Enfin, non sans échec qui me firent traîner près de ces magasins aux murs tous blancs où se vendent au rabais de fières camisoles, j'ai fini par obtenir mon idéal chardon au ventre pourri de perversion. Ceci fait, de mes mains vierges de tout contact humain car toute chair m'exaspère, je me suis amusé au péril de ma vie à la faire sécher, à la faire bouillir, à la faire cuire et à la modeler, en somme à l'essentialiser de telle sorte qu'elle puisse être consommée, innocemment, à la manière du thé.

N'ayant pas de testeur éventuel sous la main mais m'étant assuré de son efficacité auprès des chiens et des lézards faisant mon entourage, je demeurai monstrueusement curieux de son effet réel sur l'homo sapiens. Alors, faute de mieux, je suis allé à la messe...
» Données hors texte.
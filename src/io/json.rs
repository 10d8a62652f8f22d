use std::io::{self, Write};

use serde::Serialize;

use crate::physics::atmosphere::AtmosphereModel;
use crate::sim::{BranchId, BranchStatus, SimulatedData, SimulationBranch};

/// Summary statistics computed from one branch's state history.
#[derive(Debug, Clone, PartialEq, Serialize)]
pub struct FlightSummary {
    pub branch: BranchId,
    pub parent: Option<BranchId>,
    pub status: BranchStatus,
    pub apogee_m: f64,
    pub apogee_time: f64,
    pub max_speed: f64,
    pub max_mach: f64,
    pub flight_time: f64,
    pub impact_speed: f64,
}

impl FlightSummary {
    /// `None` for a branch without any recorded state.
    pub fn from_branch(
        branch: &SimulationBranch,
        atmosphere: &AtmosphereModel,
        launch_altitude: f64,
    ) -> Option<Self> {
        let first = branch.states.first()?;
        let last = branch.states.last()?;
        let apogee = branch
            .states
            .iter()
            .max_by(|a, b| a.pos.z.total_cmp(&b.pos.z))?;

        let max_speed = branch
            .states
            .iter()
            .map(|s| s.vel.norm())
            .fold(0.0_f64, f64::max);

        let max_mach = branch
            .states
            .iter()
            .map(|s| {
                let ss = atmosphere.at(launch_altitude + s.pos.z).sound_speed;
                if ss > 0.0 { s.vel.norm() / ss } else { 0.0 }
            })
            .fold(0.0_f64, f64::max);

        Some(FlightSummary {
            branch: branch.id,
            parent: branch.parent,
            status: branch.status.clone(),
            apogee_m: apogee.pos.z,
            apogee_time: apogee.time,
            max_speed,
            max_mach,
            flight_time: last.time - first.time,
            impact_speed: last.vel.norm(),
        })
    }
}

/// Write the complete simulation output (events and state histories of all
/// branches) as pretty-printed JSON.
pub fn write_data<W: Write>(writer: &mut W, data: &SimulatedData) -> io::Result<()> {
    serde_json::to_writer_pretty(&mut *writer, data)?;
    writeln!(writer)
}

pub fn write_data_file(path: &str, data: &SimulatedData) -> io::Result<()> {
    let mut file = std::fs::File::create(path)?;
    write_data(&mut file, data)
}

/// Write one summary per branch as a JSON array.
pub fn write_summaries<W: Write>(
    writer: &mut W,
    data: &SimulatedData,
    atmosphere: &AtmosphereModel,
    launch_altitude: f64,
) -> io::Result<()> {
    let summaries: Vec<FlightSummary> = data
        .iter()
        .filter_map(|b| FlightSummary::from_branch(b, atmosphere, launch_altitude))
        .collect();
    serde_json::to_writer_pretty(&mut *writer, &summaries)?;
    writeln!(writer)
}
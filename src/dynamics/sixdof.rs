use nalgebra::{Quaternion, Vector3};

use super::state::{Deriv, SimulationState};
use super::Loads;
use crate::physics::aerodynamics::{damping_moment, drag_force, restoring_moment};

// ---------------------------------------------------------------------------
// 6DOF Equations of motion
// ---------------------------------------------------------------------------

/// Compute full 6DOF state derivatives.
///
/// Forces & moments:
///   1. Gravity (inertial frame)
///   2. Thrust along body +Z
///   3. Aerodynamic drag (opposing velocity)
///   4. Aerodynamic restoring moment (CP-CG offset)
///   5. Aerodynamic damping moment
pub fn derivatives(state: &SimulationState, loads: &Loads) -> Deriv {
    let mass = loads.mass.mass;

    let f_gravity = loads.gravity * mass;
    let f_thrust = state.quat * Vector3::new(0.0, 0.0, loads.thrust);
    let f_drag = drag_force(&state.vel, &loads.atm, loads.aero.cd * loads.aero.ref_area);

    let accel = (f_gravity + f_thrust + f_drag) / mass;

    // --- Torques (body frame) ---
    let vel_body = state.vel_body();
    let speed = state.vel.norm();
    let mut torque_body = Vector3::zeros();
    if let Some(cp) = loads.aero.cp {
        torque_body += restoring_moment(
            &vel_body,
            &loads.atm,
            loads.aero.ref_area,
            loads.aero.cn_alpha,
            cp - loads.mass.cg,
        );
    }
    torque_body += damping_moment(
        &state.omega,
        speed,
        &loads.atm,
        loads.aero.ref_area,
        loads.aero.ref_length,
    );

    // --- Euler's equation: I * domega = torque - omega × (I * omega) ---
    let i_vec = loads.mass.inertia;
    let i_omega = Vector3::new(
        i_vec.x * state.omega.x,
        i_vec.y * state.omega.y,
        i_vec.z * state.omega.z,
    );
    let domega = Vector3::new(
        (torque_body.x - (state.omega.y * i_omega.z - state.omega.z * i_omega.y)) / i_vec.x,
        (torque_body.y - (state.omega.z * i_omega.x - state.omega.x * i_omega.z)) / i_vec.y,
        (torque_body.z - (state.omega.x * i_omega.y - state.omega.y * i_omega.x)) / i_vec.z,
    );

    // --- Quaternion kinematics: dq/dt = 0.5 * q * omega_quat ---
    let omega_quat = Quaternion::new(0.0, state.omega.x, state.omega.y, state.omega.z);
    let dquat = state.quat.quaternion() * omega_quat * 0.5;

    Deriv {
        dpos: state.vel,
        dvel: accel,
        dquat,
        domega,
    }
}

/// Net force along the launch guide, N. Positive means the body would move
/// up the guide.
pub fn guide_force(state: &SimulationState, loads: &Loads, guide: &Vector3<f64>) -> f64 {
    let mass = loads.mass.mass;
    let f_drag = drag_force(&state.vel, &loads.atm, loads.aero.cd * loads.aero.ref_area);
    let total = loads.gravity * mass + guide * loads.thrust + f_drag;
    total.dot(guide)
}

/// Motion constrained to the launch guide `guide` (unit vector). Attitude is
/// held, and the body cannot slide back down the guide.
pub fn guided_derivatives(state: &SimulationState, loads: &Loads, guide: &Vector3<f64>) -> Deriv {
    let along = guide_force(state, loads, guide) / loads.mass.mass;
    let moving = state.vel.dot(guide) > 0.0;
    let accel = if moving || along > 0.0 { along } else { 0.0 };
    Deriv::translational(state.vel, guide * accel)
}

// ---------------------------------------------------------------------------
// Tests
// ---------------------------------------------------------------------------

#[cfg(test)]
mod tests {
    use super::*;
    use crate::physics::atmosphere;
    use crate::physics::gravity::gravity_accel;
    use crate::vehicle::{AeroCoefficients, MassProperties};
    use nalgebra::UnitQuaternion;

    fn loads(thrust: f64) -> Loads {
        Loads {
            mass: MassProperties {
                mass: 0.1,
                cg: 0.3,
                inertia: Vector3::new(1e-3, 1e-3, 1e-5),
                propellant: 0.0,
            },
            thrust,
            aero: AeroCoefficients {
                cd: 0.5,
                cn_alpha: 8.0,
                cp: Some(0.35),
                ref_area: 5e-4,
                ref_length: 0.025,
                planform_area: 0.01,
                recovery_cd_area: 0.0,
            },
            atm: atmosphere::isa(0.0),
            gravity: gravity_accel(0.0),
        }
    }

    fn pad() -> SimulationState {
        SimulationState::at_rest(UnitQuaternion::identity(), 0.0)
    }

    #[test]
    fn net_upward_accel_with_thrust() {
        let d = derivatives(&pad(), &loads(5.0));
        assert!(d.dvel.z > 0.0, "TWR > 1 → net upward, got {}", d.dvel.z);
    }

    #[test]
    fn quat_deriv_zero_at_rest() {
        let d = derivatives(&pad(), &loads(5.0));
        let dq = d.dquat;
        let norm = (dq.w.powi(2) + dq.i.powi(2) + dq.j.powi(2) + dq.k.powi(2)).sqrt();
        assert!(norm < 1e-10, "No rotation → zero quat derivative");
    }

    #[test]
    fn stable_body_weathercocks_into_wind() {
        let mut s = pad();
        s.vel = Vector3::new(0.0, 5.0, 50.0);
        let d = derivatives(&s, &loads(0.0));
        assert!(d.domega.x < 0.0, "nose should turn toward +y, got {}", d.domega.x);
    }

    #[test]
    fn sits_on_guide_until_thrust_exceeds_weight() {
        let guide = Vector3::z();
        let d = guided_derivatives(&pad(), &loads(0.5), &guide);
        assert_eq!(d.dvel.z, 0.0);
        let d = guided_derivatives(&pad(), &loads(5.0), &guide);
        assert!(d.dvel.z > 0.0);
        assert!(d.dvel.x.abs() < 1e-12 && d.dvel.y.abs() < 1e-12);
    }

    #[test]
    fn guide_force_sign_tracks_thrust_to_weight() {
        let guide = Vector3::z();
        assert!(guide_force(&pad(), &loads(0.5), &guide) < 0.0);
        assert!(guide_force(&pad(), &loads(1.5), &guide) > 0.0);
    }
}
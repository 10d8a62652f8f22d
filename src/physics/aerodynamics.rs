use nalgebra::Vector3;

use crate::physics::atmosphere::Atmo;

/// Below this airspeed aerodynamic moments are ignored, m/s.
const MIN_MOMENT_SPEED: f64 = 1.0;
const MIN_AIRFLOW_SPEED: f64 = 1e-6;

/// Dynamic pressure, Pa.
pub fn dynamic_pressure(atm: &Atmo, speed: f64) -> f64 {
    0.5 * atm.density * speed * speed
}

/// Compute aerodynamic drag force (inertial frame, opposing velocity).
/// `cd_area` is the drag coefficient already multiplied by its reference area.
pub fn drag_force(vel: &Vector3<f64>, atm: &Atmo, cd_area: f64) -> Vector3<f64> {
    let speed = vel.norm();
    if speed > MIN_AIRFLOW_SPEED {
        let drag_mag = dynamic_pressure(atm, speed) * cd_area;
        -vel / speed * drag_mag
    } else {
        Vector3::zeros()
    }
}

/// Transonic drag rise multiplier applied to the zero-lift drag coefficient.
///
/// Flat below Mach 0.8, linear rise to twice the subsonic value at Mach 1.1,
/// then decaying with the square of Mach number.
pub fn mach_drag_factor(mach: f64) -> f64 {
    let m = mach.max(0.0);
    if m < 0.8 {
        1.0
    } else if m < 1.1 {
        1.0 + (m - 0.8) / 0.3
    } else {
        1.0 + (1.1 / m).powi(2)
    }
}

/// Compute aerodynamic restoring moment from CP-CG offset (body frame).
///
/// `margin` is the distance from CG aft to CP in metres; positive values
/// turn the nose into the relative wind.
pub fn restoring_moment(
    vel_body: &Vector3<f64>,
    atm: &Atmo,
    ref_area: f64,
    cn_alpha: f64,
    margin: f64,
) -> Vector3<f64> {
    let speed = vel_body.norm();
    if speed <= MIN_MOMENT_SPEED || margin.abs() <= 1e-9 {
        return Vector3::zeros();
    }

    // Normal force follows sin(alpha) so tail-first flow gives no moment.
    let sin_y = vel_body.y / speed;
    let sin_x = vel_body.x / speed;
    let normal_force = dynamic_pressure(atm, speed) * ref_area * cn_alpha;

    Vector3::new(
        -normal_force * sin_y * margin,
        normal_force * sin_x * margin,
        0.0,
    )
}

/// Compute aerodynamic damping torque (body frame, proportional to angular rate).
pub fn damping_moment(
    omega: &Vector3<f64>,
    speed: f64,
    atm: &Atmo,
    ref_area: f64,
    ref_length: f64,
) -> Vector3<f64> {
    if speed <= MIN_MOMENT_SPEED {
        return Vector3::zeros();
    }
    let damp = dynamic_pressure(atm, speed) * ref_area * ref_length * 0.5;
    -omega * damp
}

/// Angle between the body axis and the relative wind, rad.
/// Angle between the body axis and the airflow, rad. Zero when there is no
/// airflow to speak of.
pub fn angle_of_attack(vel_body: &Vector3<f64>) -> f64 {
    let speed = vel_body.norm();
    if speed <= MIN_AIRFLOW_SPEED {
        return 0.0;
    }
    (vel_body.z / speed).clamp(-1.0, 1.0).acos()
}

#[cfg(test)]
mod tests {
    use super::*;
    use crate::physics::atmosphere;

    #[test]
    fn drag_opposes_velocity() {
        let vel = Vector3::new(0.0, 0.0, 300.0);
        let atm = atmosphere::isa(0.0);
        let f = drag_force(&vel, &atm, 0.003);
        assert!(f.z < 0.0, "Drag should oppose upward velocity");
    }

    #[test]
    fn no_drag_at_rest() {
        let atm = atmosphere::isa(0.0);
        let f = drag_force(&Vector3::zeros(), &atm, 0.003);
        assert!(f.norm() < 1e-10);
    }

    #[test]
    fn restoring_moment_zero_at_zero_aoa() {
        let vel_body = Vector3::new(0.0, 0.0, 300.0);
        let atm = atmosphere::isa(0.0);
        let m = restoring_moment(&vel_body, &atm, 0.01, 8.0, 0.05);
        assert!(m.norm() < 1e-6, "No restoring moment at zero AoA");
    }

    #[test]
    fn negative_margin_flips_moment() {
        let vel_body = Vector3::new(0.0, 10.0, 100.0);
        let atm = atmosphere::isa(0.0);
        let stable = restoring_moment(&vel_body, &atm, 0.01, 8.0, 0.05);
        let unstable = restoring_moment(&vel_body, &atm, 0.01, 8.0, -0.05);
        assert!(stable.x < 0.0);
        assert!(unstable.x > 0.0);
    }

    #[test]
    fn drag_rise_peaks_transonic() {
        assert_eq!(mach_drag_factor(0.3), 1.0);
        assert!((mach_drag_factor(1.1) - 2.0).abs() < 1e-12);
        assert!(mach_drag_factor(2.0) < mach_drag_factor(1.1));
    }

    #[test]
    fn aoa_of_axial_flow_is_zero() {
        assert!(angle_of_attack(&Vector3::new(0.0, 0.0, 50.0)).abs() < 1e-12);
        let side = angle_of_attack(&Vector3::new(50.0, 0.0, 0.0));
        assert!((side - std::f64::consts::FRAC_PI_2).abs() < 1e-12);
    }

    #[test]
    fn slow_fall_tail_first_is_fully_reversed_flow() {
        let aoa = angle_of_attack(&Vector3::new(0.0, 0.0, -1e-3));
        assert!((aoa - std::f64::consts::PI).abs() < 1e-12);
        assert_eq!(angle_of_attack(&Vector3::zeros()), 0.0);
    }
}
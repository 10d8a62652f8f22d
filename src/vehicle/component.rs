use nalgebra::Vector3;
use serde::{Deserialize, Serialize};

use super::motor::Motor;
use super::stage::StageId;

#[derive(Debug, Clone, Copy, PartialEq, Eq, PartialOrd, Ord, Hash, Serialize, Deserialize)]
#[serde(transparent)]
pub struct ComponentId(pub usize);

/// What a component can do, queried by the simulation instead of its type.
#[derive(Debug, Clone, Copy, Default, PartialEq, Eq)]
pub struct Capabilities {
    pub has_motor: bool,
    pub has_recovery_device: bool,
    pub aerodynamic_surface: bool,
}

/// Aerodynamic contribution of one component, referenced to the rocket's
/// reference area.
#[derive(Debug, Clone, Copy, PartialEq, Serialize, Deserialize)]
pub struct AeroSurface {
    pub cn_alpha: f64,        // normal force slope, 1/rad
    pub cp: f64,              // axial CP location from nose tip, m
    pub cd: f64,              // zero-lift drag coefficient
    pub planform_area: f64,   // side-on area used for tumble drag, m^2
}

#[derive(Debug, Clone, Copy, PartialEq, Serialize, Deserialize)]
pub struct RecoveryDevice {
    pub cd: f64,
    pub area: f64,            // m^2
}

// ---------------------------------------------------------------------------
// Component: one pre-resolved entry of the flattened rocket
// ---------------------------------------------------------------------------

#[derive(Debug, Clone, PartialEq, Serialize, Deserialize)]
pub struct Component {
    pub id: ComponentId,
    pub name: String,
    pub stage: StageId,
    pub mass: f64,                // kg per instance, excluding any motor
    pub cg: f64,                  // axial CG location from nose tip, m
    pub radial_offset: f64,       // m from the rocket axis
    pub instances: u32,
    pub inertia: Vector3<f64>,    // [Ixx, Iyy, Izz] about own CG, per instance, kg·m^2
    pub motor: Option<Motor>,
    pub recovery: Option<RecoveryDevice>,
    pub aero: Option<AeroSurface>,
}

impl Component {
    pub fn capabilities(&self) -> Capabilities {
        Capabilities {
            has_motor: self.motor.is_some(),
            has_recovery_device: self.recovery.is_some(),
            aerodynamic_surface: self.aero.is_some(),
        }
    }

    pub fn multiplicity(&self) -> f64 {
        f64::from(self.instances.max(1))
    }
}

// ---------------------------------------------------------------------------
// Component builder
// ---------------------------------------------------------------------------

pub struct ComponentBuilder {
    name: String,
    stage: StageId,
    mass: f64,
    cg: f64,
    radial_offset: f64,
    instances: u32,
    inertia: Vector3<f64>,
    motor: Option<Motor>,
    recovery: Option<RecoveryDevice>,
    aero: Option<AeroSurface>,
}

impl ComponentBuilder {
    pub fn new(name: impl Into<String>, stage: StageId) -> Self {
        Self {
            name: name.into(),
            stage,
            mass: 0.0,
            cg: 0.0,
            radial_offset: 0.0,
            instances: 1,
            inertia: Vector3::zeros(),
            motor: None,
            recovery: None,
            aero: None,
        }
    }

    pub fn mass(mut self, v: f64) -> Self { self.mass = v; self }
    pub fn cg(mut self, v: f64) -> Self { self.cg = v; self }
    pub fn radial_offset(mut self, v: f64) -> Self { self.radial_offset = v; self }
    pub fn instances(mut self, v: u32) -> Self { self.instances = v; self }
    pub fn inertia(mut self, v: Vector3<f64>) -> Self { self.inertia = v; self }
    pub fn motor(mut self, v: Motor) -> Self { self.motor = Some(v); self }
    pub fn recovery(mut self, v: RecoveryDevice) -> Self { self.recovery = Some(v); self }
    pub fn aero(mut self, v: AeroSurface) -> Self { self.aero = Some(v); self }

    /// Finish with the id assigned by the owning rocket.
    pub fn build(self, id: ComponentId) -> Component {
        Component {
            id,
            name: self.name,
            stage: self.stage,
            mass: self.mass,
            cg: self.cg,
            radial_offset: self.radial_offset,
            instances: self.instances,
            inertia: self.inertia,
            motor: self.motor,
            recovery: self.recovery,
            aero: self.aero,
        }
    }
}

#[cfg(test)]
mod tests {
    use super::*;
    use crate::vehicle::motor::ThrustCurve;

    #[test]
    fn capabilities_follow_attached_parts() {
        let c = ComponentBuilder::new("mount", StageId(0))
            .mass(0.01)
            .motor(Motor {
                designation: "A".into(),
                curve: ThrustCurve::trapezoid(3.0, 0.05, 1.0),
                casing_mass: 0.01,
                propellant_mass: 0.005,
                ejection_delay: None,
            })
            .build(ComponentId(3));
        let caps = c.capabilities();
        assert!(caps.has_motor);
        assert!(!caps.has_recovery_device);
        assert!(!caps.aerodynamic_surface);
        assert_eq!(c.id, ComponentId(3));
    }

    #[test]
    fn zero_instances_counts_as_one() {
        let c = ComponentBuilder::new("tube", StageId(0)).instances(0).build(ComponentId(0));
        assert_eq!(c.multiplicity(), 1.0);
    }
}
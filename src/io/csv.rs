use std::io::{self, Write};

use crate::dynamics::SimulationState;
use crate::physics::aerodynamics::angle_of_attack;
use crate::sim::{EventSource, SimulationBranch};

/// Write a state history to CSV format.
///
/// Columns: time, pos_x, pos_y, pos_z, vel_x, vel_y, vel_z,
///          quat_w, quat_x, quat_y, quat_z, omega_x, omega_y, omega_z,
///          propellant, pitch_deg, alpha_deg
pub fn write_states<W: Write>(writer: &mut W, states: &[SimulationState]) -> io::Result<()> {
    writeln!(
        writer,
        "time,pos_x,pos_y,pos_z,vel_x,vel_y,vel_z,\
         quat_w,quat_x,quat_y,quat_z,omega_x,omega_y,omega_z,\
         propellant,pitch_deg,alpha_deg"
    )?;

    for s in states {
        let q = s.quat.quaternion();
        writeln!(
            writer,
            "{:.4},{:.4},{:.4},{:.4},{:.4},{:.4},{:.4},\
             {:.6},{:.6},{:.6},{:.6},{:.6},{:.6},{:.6},\
             {:.5},{:.2},{:.2}",
            s.time,
            s.pos.x, s.pos.y, s.pos.z,
            s.vel.x, s.vel.y, s.vel.z,
            q.w, q.i, q.j, q.k,
            s.omega.x, s.omega.y, s.omega.z,
            s.propellant,
            s.pitch().to_degrees(),
            angle_of_attack(&s.vel_body()).to_degrees(),
        )?;
    }

    Ok(())
}

/// Write a branch's event log to CSV: time, event, source kind, source id.
pub fn write_events<W: Write>(writer: &mut W, branch: &SimulationBranch) -> io::Result<()> {
    writeln!(writer, "time,event,source,source_id")?;
    for e in &branch.events {
        let (kind, id) = match e.source {
            EventSource::Rocket => ("rocket", String::new()),
            EventSource::Stage(s) => ("stage", s.0.to_string()),
            EventSource::Component(c) => ("component", c.0.to_string()),
            EventSource::Ambient => ("", String::new()),
        };
        writeln!(writer, "{:.4},{:?},{},{}", e.time, e.kind, kind, id)?;
    }
    Ok(())
}

/// Write a branch's state history to a CSV file at the given path.
pub fn write_states_file(path: &str, branch: &SimulationBranch) -> io::Result<()> {
    let mut file = std::fs::File::create(path)?;
    write_states(&mut file, &branch.states)
}

#[cfg(test)]
mod tests {
    use super::*;
    use crate::sim::{BranchId, BranchStatus, FlightEvent, FlightEventType};
    use crate::vehicle::{ComponentId, RocketBodyGroup, StageId};
    use nalgebra::{UnitQuaternion, Vector3};

    #[test]
    fn csv_output_has_header_and_rows() {
        let mut moving = SimulationState::at_rest(UnitQuaternion::identity(), 0.01);
        moving.time = 0.05;
        moving.pos = Vector3::new(0.0, 0.0, 1.0);
        moving.vel = Vector3::new(0.0, 0.0, 50.0);
        let states = vec![SimulationState::at_rest(UnitQuaternion::identity(), 0.011), moving];

        let mut buf = Vec::new();
        write_states(&mut buf, &states).unwrap();
        let output = String::from_utf8(buf).unwrap();
        let lines: Vec<&str> = output.lines().collect();

        assert!(lines[0].starts_with("time,"));
        assert_eq!(lines.len(), 3); // header + 2 data rows
        assert!(lines[1].starts_with("0.0000,"));
        assert!(lines[2].ends_with(",90.00,0.00"));
    }

    #[test]
    fn events_csv_names_sources() {
        let branch = SimulationBranch {
            id: BranchId(1),
            parent: Some(BranchId(0)),
            events: vec![
                FlightEvent::new(
                    FlightEventType::Ignition,
                    0.0,
                    EventSource::Component(ComponentId(8)),
                ),
                FlightEvent::new(
                    FlightEventType::StageSeparation,
                    0.85,
                    EventSource::Stage(StageId(2)),
                ),
            ],
            states: Vec::new(),
            group: RocketBodyGroup::new([StageId(2)]),
            status: BranchStatus::Completed,
        };
        let mut buf = Vec::new();
        write_events(&mut buf, &branch).unwrap();
        let output = String::from_utf8(buf).unwrap();
        let lines: Vec<&str> = output.lines().collect();
        assert_eq!(lines[1], "0.0000,Ignition,component,8");
        assert_eq!(lines[2], "0.8500,StageSeparation,stage,2");
    }
}
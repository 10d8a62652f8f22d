use super::state::{Deriv, SimulationState};
use super::Loads;
use crate::physics::aerodynamics::drag_force;

/// Drag coefficient of a body tumbling end over end, referenced to its
/// side-on planform area.
pub const TUMBLE_CD: f64 = 0.56;

/// Drag area of a tumbling body, m^2.
pub fn tumble_cd_area(loads: &Loads) -> f64 {
    if loads.aero.planform_area > 0.0 {
        TUMBLE_CD * loads.aero.planform_area
    } else {
        loads.aero.cd * loads.aero.ref_area
    }
}

/// Drag area of a body hanging under its deployed recovery devices, m^2.
pub fn descent_cd_area(loads: &Loads) -> f64 {
    loads.aero.cd * loads.aero.ref_area + loads.aero.recovery_cd_area
}

/// 3DOF point-mass motion with a fixed drag area; attitude is frozen.
pub fn derivatives(state: &SimulationState, loads: &Loads, cd_area: f64) -> Deriv {
    let mass = loads.mass.mass;
    let f_thrust = state.body_z() * loads.thrust;
    let f_drag = drag_force(&state.vel, &loads.atm, cd_area);
    let accel = loads.gravity + (f_thrust + f_drag) / mass;
    Deriv::translational(state.vel, accel)
}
Là-bas, profitant de l'homélie pénible que le prêtre exerçait sur ses fils de cordonniers qu'il appelait ses frères pour ne pas dire client, j'ai déposé une feuille de mon extrait macabre dans le calice borduré d'or qu'il réservait à ses égoïstes absorptions de la liqueur christique. Car ce prêtre aimait ça, que de vampiriser, en secret, le sucre alcoolisé tombé depuis la veine du maigrelet prophète. Tout comme il aimait, après avoir bu, recevoir dans l'isoloir telle ou telle de ses ouailles, cette fois-ci enfantines, pour leur poser des questions sur leurs mauvaises actions tout en jouissant du masque créé par le grillage pour se faire lui jouir.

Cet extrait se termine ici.